## Task item
Go through the data below line by line and report how many lines contain "ProjectStore", giving only that figure.

Collected data
:::

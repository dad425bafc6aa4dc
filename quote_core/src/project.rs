//! # Project Store
//!
//! Named snapshots of estimate inputs. The store keeps a verbatim copy of
//! the [`EstimateInput`] the user was editing — results are never persisted
//! because they are recomputed from the inputs on load.
//!
//! Records are keyed by name + save timestamp and the store keeps only the
//! 20 most recent; saving the 21st evicts the oldest.
//!
//! ## Structure
//!
//! ```text
//! ProjectStore
//! ├── meta: StoreMetadata (version, company, prepared_by, timestamps)
//! ├── settings: QuoteSettings (currency, default GST, default rate)
//! └── records: Vec<ProjectRecord> (newest first, capped at 20)
//! ```
//!
//! ## Example
//!
//! ```rust
//! use quote_core::calculations::estimate::EstimateInput;
//! use quote_core::project::ProjectStore;
//!
//! let mut store = ProjectStore::new("Acme Fabricators", "sales@acme.example");
//! let id = store.save_record("Mehta residence W-1", EstimateInput::default()).unwrap();
//! assert!(store.find_by_id(&id).is_some());
//! ```

use chrono::{DateTime, Utc};
use serde::{Deserialize, Serialize};
use uuid::Uuid;

use crate::calculations::estimate::EstimateInput;
use crate::errors::{QuoteError, QuoteResult};

/// Current schema version for .fen files
pub const SCHEMA_VERSION: &str = "0.1.0";

/// Maximum number of saved records; older entries are evicted
pub const MAX_RECORDS: usize = 20;

/// Root store container, serialized to `.fen` files as JSON.
#[derive(Debug, Clone, Serialize, Deserialize)]
pub struct ProjectStore {
    /// Store metadata (version, company, preparer)
    pub meta: StoreMetadata,

    /// Store-level defaults for new estimates
    pub settings: QuoteSettings,

    /// Saved input snapshots, newest first
    pub records: Vec<ProjectRecord>,
}

impl ProjectStore {
    /// Create a new empty store.
    ///
    /// # Arguments
    ///
    /// * `company` - Fabricator/company name shown on quotations
    /// * `prepared_by` - Who prepares quotes from this store
    pub fn new(company: impl Into<String>, prepared_by: impl Into<String>) -> Self {
        let now = Utc::now();
        ProjectStore {
            meta: StoreMetadata {
                version: SCHEMA_VERSION.to_string(),
                company: company.into(),
                prepared_by: prepared_by.into(),
                created: now,
                modified: now,
            },
            settings: QuoteSettings::default(),
            records: Vec::new(),
        }
    }

    /// Save an input snapshot under a name.
    ///
    /// The record is prepended (newest first); if the store is at capacity
    /// the oldest record is evicted. Blank names are rejected.
    ///
    /// Returns the UUID assigned to the record.
    pub fn save_record(
        &mut self,
        name: impl Into<String>,
        input: EstimateInput,
    ) -> QuoteResult<Uuid> {
        let name = name.into();
        if name.trim().is_empty() {
            return Err(QuoteError::invalid_input(
                "name",
                name,
                "Record name cannot be blank",
            ));
        }

        let record = ProjectRecord {
            id: Uuid::new_v4(),
            name,
            saved_at: Utc::now(),
            input,
        };
        let id = record.id;

        self.records.insert(0, record);
        self.records.truncate(MAX_RECORDS);
        self.touch();
        Ok(id)
    }

    /// Get a record by UUID.
    pub fn find_by_id(&self, id: &Uuid) -> Option<&ProjectRecord> {
        self.records.iter().find(|r| r.id == *id)
    }

    /// Get the most recent record saved under a name.
    pub fn find_by_name(&self, name: &str) -> Option<&ProjectRecord> {
        self.records.iter().find(|r| r.name == name)
    }

    /// Remove a record by UUID. Returns the removed record if it existed.
    pub fn remove_record(&mut self, id: &Uuid) -> Option<ProjectRecord> {
        let index = self.records.iter().position(|r| r.id == *id)?;
        let record = self.records.remove(index);
        self.touch();
        Some(record)
    }

    /// Number of saved records.
    pub fn record_count(&self) -> usize {
        self.records.len()
    }

    /// Update the modified timestamp.
    pub fn touch(&mut self) {
        self.meta.modified = Utc::now();
    }
}

impl Default for ProjectStore {
    fn default() -> Self {
        ProjectStore::new("", "")
    }
}

/// Store metadata stored in the file header.
#[derive(Debug, Clone, Serialize, Deserialize)]
pub struct StoreMetadata {
    /// Schema version (for migration compatibility)
    pub version: String,

    /// Fabricator/company name
    pub company: String,

    /// Who prepares quotes from this store
    pub prepared_by: String,

    /// When the store was created
    pub created: DateTime<Utc>,

    /// When the store was last modified
    pub modified: DateTime<Utc>,
}

/// One saved input snapshot, keyed by name + timestamp.
#[derive(Debug, Clone, Serialize, Deserialize)]
pub struct ProjectRecord {
    /// Stable id for removal and reference
    pub id: Uuid,

    /// User-chosen record name (e.g., "Mehta residence W-1")
    pub name: String,

    /// When this snapshot was saved
    pub saved_at: DateTime<Utc>,

    /// Verbatim copy of the inputs being edited
    pub input: EstimateInput,
}

/// Store-level defaults for new estimates.
#[derive(Debug, Clone, Serialize, Deserialize)]
pub struct QuoteSettings {
    /// ISO 4217 currency code used for display
    pub currency: String,

    /// Default GST percentage for new quotations
    pub default_gst_percent: f64,

    /// Default fabricated rate per kilogram
    pub default_cost_per_kg: f64,
}

impl Default for QuoteSettings {
    fn default() -> Self {
        QuoteSettings {
            currency: "INR".to_string(),
            default_gst_percent: 18.0,
            default_cost_per_kg: 300.0,
        }
    }
}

:::

## Output
8